Our answer up until now has been to have students tell us their interests and then we sift through all of the volunteering opportunities available until we find something that matches – almost like the eHarmony of volunteering. There are many problems with this approach though. In searching for opportunities, we use large amounts of time and resources. Time and resources that only allow us to reach a small population of students. On top of that, it may take multiple iterations of volunteering for us to find the right one for a student. Students lose motivation while waiting for us to find something that fits.
The largest problem of all is that it does not encourage a habit of volunteering. We end up being the crutch for students and once they graduate or leave the city, they don’t know where to look for the opportunities we found for them.
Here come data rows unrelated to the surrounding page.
//! Caller-facing handle of a submitted transaction.
//!
//! A [`PendingTransaction`] delivers the same outcome over two channels: it
//! is a future resolving once to the final receipt or error, and it hands
//! out an ordered event stream of `TransactionHash`, zero or more
//! `Confirmation`s, and exactly one terminal `Receipt` or `Error`. Both are
//! fed by a single [`Emitter`] owned by the submission task.

use crate::MethodError;
use std::future::Future;
use std::pin::Pin;
use std::sync::{Arc, OnceLock};
use std::task::{ready, Context, Poll};
use tokio::sync::{broadcast, oneshot, watch};
use tokio_stream::wrappers::errors::BroadcastStreamRecvError;
use tokio_stream::wrappers::BroadcastStream;
use tokio_stream::Stream;
use txflow_config::MAX_CONFIRMATION_BLOCKS;
use txflow_types::{SubmittedTransaction, TransactionReceipt, B256};

type Outcome = Result<TransactionReceipt, MethodError>;

const MIN_EVENT_CAPACITY: usize = 16;
// hash + confirmations + terminal
const EVENTS_BEYOND_CONFIRMATIONS: u64 = 3;

/// Progress notifications for one submission.
#[derive(Debug, Clone, PartialEq)]
pub enum TransactionEvent {
	/// The node accepted the transaction.
	TransactionHash(B256),
	/// One more block was built on top of the including block.
	Confirmation {
		count: u64,
		receipt: TransactionReceipt,
	},
	/// Terminal: the transaction reached the confirmation target.
	Receipt(TransactionReceipt),
	/// Terminal: the submission or the tracking failed.
	Error(MethodError),
}

impl TransactionEvent {
	pub fn is_terminal(&self) -> bool {
		matches!(self, TransactionEvent::Receipt(_) | TransactionEvent::Error(_))
	}
}

/// Creates a connected emitter/handle pair sized for `confirmation_blocks`.
///
/// The buffer holds every event of the run, so the first subscriber never
/// lags. Targets above [`MAX_CONFIRMATION_BLOCKS`] are rejected.
pub(crate) fn channel(
	confirmation_blocks: u64,
) -> Result<(Emitter, PendingTransaction), MethodError> {
	if confirmation_blocks > MAX_CONFIRMATION_BLOCKS {
		return Err(MethodError::InvalidParameters(format!(
			"confirmation target {} exceeds the maximum of {} blocks",
			confirmation_blocks, MAX_CONFIRMATION_BLOCKS
		)));
	}
	let capacity = usize::try_from(confirmation_blocks + EVENTS_BEYOND_CONFIRMATIONS)
		.unwrap_or(usize::MAX)
		.max(MIN_EVENT_CAPACITY);

	let (outcome_tx, outcome_rx) = oneshot::channel();
	let (events_tx, events_rx) = broadcast::channel(capacity);
	let (cancel_tx, cancel_rx) = watch::channel(false);
	let submitted = Arc::new(OnceLock::new());

	let emitter = Emitter {
		outcome: outcome_tx,
		events: events_tx.clone(),
		cancel: cancel_rx,
		submitted: Arc::clone(&submitted),
	};
	let pending = PendingTransaction {
		outcome: outcome_rx,
		events: events_tx,
		initial: Some(events_rx),
		cancel: CancelHandle(Arc::new(cancel_tx)),
		submitted,
	};
	Ok((emitter, pending))
}

/// Handle returned by `sendTransaction` and the other sending methods.
///
/// Awaiting it yields the final receipt. Event subscriptions taken before
/// awaiting keep working after the handle is consumed.
pub struct PendingTransaction {
	outcome: oneshot::Receiver<Outcome>,
	events: broadcast::Sender<TransactionEvent>,
	initial: Option<broadcast::Receiver<TransactionEvent>>,
	cancel: CancelHandle,
	submitted: Arc<OnceLock<SubmittedTransaction>>,
}

impl PendingTransaction {
	/// Subscribes to events.
	///
	/// The first subscription sees every event from the transaction hash on;
	/// later ones only see events emitted after they subscribed.
	pub fn subscribe(&mut self) -> broadcast::Receiver<TransactionEvent> {
		self.initial
			.take()
			.unwrap_or_else(|| self.events.subscribe())
	}

	/// Event stream that ends after the terminal event.
	pub fn events(&mut self) -> TransactionEvents {
		TransactionEvents {
			inner: BroadcastStream::new(self.subscribe()),
			finished: false,
		}
	}

	/// Stops the submission. Before the transaction is broadcast it is never
	/// sent; afterwards the workflow releases its header subscription. Either way the handle resolves to
	/// [`MethodError::Cancelled`]. Has no effect once a terminal outcome was
	/// delivered.
	pub fn cancel(&self) {
		self.cancel.cancel();
	}

	/// A cloneable canceller usable while the handle is being awaited.
	pub fn cancel_handle(&self) -> CancelHandle {
		self.cancel.clone()
	}

	/// The archived request and hash, once the node accepted the transaction.
	pub fn submitted(&self) -> Option<SubmittedTransaction> {
		self.submitted.get().cloned()
	}
}

impl Future for PendingTransaction {
	type Output = Outcome;

	fn poll(mut self: Pin<&mut Self>, cx: &mut Context<'_>) -> Poll<Self::Output> {
		Pin::new(&mut self.outcome)
			.poll(cx)
			.map(|result| result.unwrap_or(Err(MethodError::Dropped)))
	}
}

#[derive(Debug, Clone)]
pub struct CancelHandle(Arc<watch::Sender<bool>>);

impl CancelHandle {
	pub fn cancel(&self) {
		self.0.send_replace(true);
	}
}

/// Stream of [`TransactionEvent`]s ending after `Receipt` or `Error`.
pub struct TransactionEvents {
	inner: BroadcastStream<TransactionEvent>,
	finished: bool,
}

impl Stream for TransactionEvents {
	type Item = TransactionEvent;

	fn poll_next(mut self: Pin<&mut Self>, cx: &mut Context<'_>) -> Poll<Option<Self::Item>> {
		if self.finished {
			return Poll::Ready(None);
		}
		loop {
			match ready!(Pin::new(&mut self.inner).poll_next(cx)) {
				Some(Ok(event)) => {
					self.finished = event.is_terminal();
					return Poll::Ready(Some(event));
				}
				Some(Err(BroadcastStreamRecvError::Lagged(skipped))) => {
					tracing::warn!(skipped, "Transaction event subscriber lagged");
				}
				None => return Poll::Ready(None),
			}
		}
	}
}

/// Producer side of a [`PendingTransaction`].
///
/// Terminal deliveries consume the emitter, so an outcome is produced at
/// most once.
pub(crate) struct Emitter {
	outcome: oneshot::Sender<Outcome>,
	events: broadcast::Sender<TransactionEvent>,
	cancel: watch::Receiver<bool>,
	submitted: Arc<OnceLock<SubmittedTransaction>>,
}

impl Emitter {
	pub(crate) fn archive(&self, submitted: SubmittedTransaction) {
		let _ = self.submitted.set(submitted);
	}

	pub(crate) fn transaction_hash(&self, hash: B256) {
		self.emit(TransactionEvent::TransactionHash(hash));
	}

	pub(crate) fn confirmation(&self, count: u64, receipt: TransactionReceipt) {
		self.emit(TransactionEvent::Confirmation { count, receipt });
	}

	pub(crate) fn resolve(self, receipt: TransactionReceipt) {
		self.emit(TransactionEvent::Receipt(receipt.clone()));
		let _ = self.outcome.send(Ok(receipt));
	}

	pub(crate) fn reject(self, error: MethodError) {
		self.emit(TransactionEvent::Error(error.clone()));
		let _ = self.outcome.send(Err(error));
	}

	pub(crate) fn is_cancelled(&self) -> bool {
		*self.cancel.borrow()
	}

	/// Receiver that flips to `true` when the caller cancels.
	pub(crate) fn cancel_signal(&self) -> watch::Receiver<bool> {
		self.cancel.clone()
	}

	fn emit(&self, event: TransactionEvent) {
		// no receivers is fine; the handle may only be awaited
		let _ = self.events.send(event);
	}
}

/// Completes when `signal` turns `true`. Pends forever once every canceller
/// is gone.
pub(crate) async fn cancelled(signal: &mut watch::Receiver<bool>) {
	if signal.wait_for(|cancelled| *cancelled).await.is_err() {
		std::future::pending::<()>().await;
	}
}
//! Method construction.
//!
//! [`MethodFactory`] looks a name up in the static registry and wires the
//! dependencies its kind calls for. [`ModuleFactory`] builds the shared
//! pieces, currently the confirmation workflow.

use crate::confirmation::TransactionConfirmationWorkflow;
use crate::methods::{registry, CallMethod, Method, SendMethod, SendTransactionMethod};
use crate::receipt::ReceiptFetcher;
use crate::validator::TransactionReceiptValidator;
use crate::watcher::NewHeadsWatcher;
use crate::MethodError;
use std::sync::Arc;
use txflow_types::MethodKind;

#[derive(Debug, Clone, Copy, Default)]
pub struct ModuleFactory;

impl ModuleFactory {
	/// Builds a fresh workflow with its own receipt fetcher.
	pub fn create_transaction_confirmation_workflow(&self) -> Arc<TransactionConfirmationWorkflow> {
		Arc::new(TransactionConfirmationWorkflow::new(
			TransactionReceiptValidator,
			NewHeadsWatcher,
			ReceiptFetcher::new(CallMethod::new(registry::GET_TRANSACTION_RECEIPT)),
		))
	}
}

#[derive(Debug, Clone, Copy, Default)]
pub struct MethodFactory {
	module_factory: ModuleFactory,
}

impl MethodFactory {
	pub fn new(module_factory: ModuleFactory) -> Self {
		Self { module_factory }
	}

	pub fn has_method(&self, name: &str) -> bool {
		registry::lookup(name).is_some()
	}

	/// Public method names in registry order.
	pub fn method_names(&self) -> impl Iterator<Item = &'static str> {
		registry::METHODS.iter().map(|(name, _)| *name)
	}

	pub fn create_method(&self, name: &str) -> Result<Method, MethodError> {
		let descriptor =
			registry::lookup(name).ok_or_else(|| MethodError::UnknownMethod(name.to_string()))?;

		let method = match descriptor.kind {
			MethodKind::Call => Method::Call(CallMethod::new(descriptor)),
			MethodKind::Send => Method::Send(SendMethod::new(
				descriptor,
				self.module_factory.create_transaction_confirmation_workflow(),
			)),
			MethodKind::SendTransaction => {
				let workflow = self.module_factory.create_transaction_confirmation_workflow();
				Method::SendTransaction(SendTransactionMethod::new(
					descriptor,
					Arc::clone(&workflow),
					SendMethod::new(registry::SEND_RAW_TRANSACTION, workflow),
					CallMethod::new(registry::GET_CHAIN_ID),
					CallMethod::new(registry::GET_TRANSACTION_COUNT),
				))
			}
		};

		tracing::debug!(method = name, kind = ?descriptor.kind, "Created method");
		Ok(method)
	}
}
This is why it is imperative that we help students understand what resources they have at their fingertips, how to use them, and why knowing and using them is pertinent to their lives.
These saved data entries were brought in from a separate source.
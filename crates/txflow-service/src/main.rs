//! Command line entry point for txflow.
//!
//! Sends transactions through the txflow pipeline and follows them to the
//! configured confirmation depth, runs one-shot RPC calls, and lists the
//! available methods.

use clap::{Parser, Subcommand};
use std::path::PathBuf;

mod commands;

/// Command-line arguments for the txflow CLI.
#[derive(Parser, Debug)]
#[command(author, version, about, long_about = None)]
struct Args {
	/// Path to configuration file
	#[arg(short, long, default_value = "config.toml")]
	config: PathBuf,

	/// Log level (trace, debug, info, warn, error)
	#[arg(short, long, default_value = "info")]
	log_level: String,

	#[command(subcommand)]
	command: Command,
}

#[derive(Subcommand, Debug)]
enum Command {
	/// Send a transaction and wait for its confirmations
	Send(commands::SendArgs),
	/// Execute a one-shot RPC method, e.g. `call getBalance 0x.. latest`
	Call {
		/// Method name as listed by `methods`
		method: String,
		/// Positional parameters; JSON values, bare strings otherwise
		params: Vec<String>,
	},
	/// List the available methods
	Methods,
}

#[tokio::main]
async fn main() -> Result<(), Box<dyn std::error::Error>> {
	let args = Args::parse();

	// Initialize tracing with env filter
	use tracing_subscriber::{fmt, EnvFilter};

	let default_directive = args.log_level.to_string();
	let env_filter =
		EnvFilter::try_from_default_env().unwrap_or_else(|_| EnvFilter::new(default_directive));

	fmt()
		.with_env_filter(env_filter)
		.with_writer(std::io::stderr)
		.with_target(true)
		.init();

	match args.command {
		Command::Methods => commands::list_methods(),
		Command::Call { method, params } => {
			let module = commands::load_module(&args.config, None).await?;
			commands::call(&module, &method, &params).await?;
		}
		Command::Send(send) => {
			let module = commands::load_module(&args.config, send.confirmations).await?;
			commands::send(&module, &send).await?;
		}
	}

	Ok(())
}
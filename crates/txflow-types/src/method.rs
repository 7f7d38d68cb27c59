//! Static RPC method descriptors.
//!
//! Descriptors are defined once in a registry table and never mutated. The
//! method factory uses the [`MethodKind`] to decide which dependencies a method
//! instance is constructed with.

use serde::{Deserialize, Serialize};

/// How a method is constructed and executed.
#[derive(Debug, Clone, Copy, PartialEq, Eq, Hash, Serialize, Deserialize)]
pub enum MethodKind {
	/// One-shot request/response call.
	Call,
	/// Submits a transaction and tracks it with a confirmation workflow.
	Send,
	/// `eth_sendTransaction`, which additionally owns the raw-send, chain-id
	/// and nonce helpers of the signing path.
	SendTransaction,
}

/// Metadata of a single RPC method.
#[derive(Debug, Clone, Copy, PartialEq, Eq, Serialize)]
pub struct MethodDescriptor {
	/// JSON-RPC method name, e.g. `eth_chainId`.
	pub rpc_method: &'static str,
	/// Number of positional parameters the method expects.
	pub parameters: usize,
	/// Construction shape.
	pub kind: MethodKind,
}

impl MethodDescriptor {
	pub const fn call(rpc_method: &'static str, parameters: usize) -> Self {
		Self {
			rpc_method,
			parameters,
			kind: MethodKind::Call,
		}
	}

	pub const fn send(rpc_method: &'static str, parameters: usize) -> Self {
		Self {
			rpc_method,
			parameters,
			kind: MethodKind::Send,
		}
	}

	pub const fn send_transaction(rpc_method: &'static str, parameters: usize) -> Self {
		Self {
			rpc_method,
			parameters,
			kind: MethodKind::SendTransaction,
		}
	}
}
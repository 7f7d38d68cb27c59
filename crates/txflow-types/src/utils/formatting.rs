//! String formatting utilities for hashes and hex strings.

/// Truncates a hex identifier for log output.
///
/// Keeps the first 10 characters (`0x` plus four bytes) followed by "..".
pub fn truncate_id(id: &str) -> String {
	if id.len() <= 10 {
		id.to_string()
	} else {
		format!("{}..", &id[..10])
	}
}

/// Strips a "0x" or "0X" prefix if present.
pub fn without_0x_prefix(hex_str: &str) -> &str {
	hex_str
		.strip_prefix("0x")
		.or_else(|| hex_str.strip_prefix("0X"))
		.unwrap_or(hex_str)
}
Here is an easy comparison with which we all can associate:
By giving a man to fish, we feed him for a day. By teaching a man to fish, we feed him for a lifetime.
In order to make this a sustainable model, we must add another step.
By teaching a man how best to teach others how to fish, we feed the community for generations.
The fall Xplore and Ignite program will have students teaching other students how to use their resources. Then, to use these resources and actually volunteer. Next, to understand what skills and capabilities were enabled through volunteering applying them to their resume. The final step is the most important, though.
Why? Why is all of it important? We will reflect on the entire experience and knowing what it means to have gone through the program and how it can apply to each student’s future. With excitement, we take our first steps into this fall Xplore and Ignite program with Franklin High School.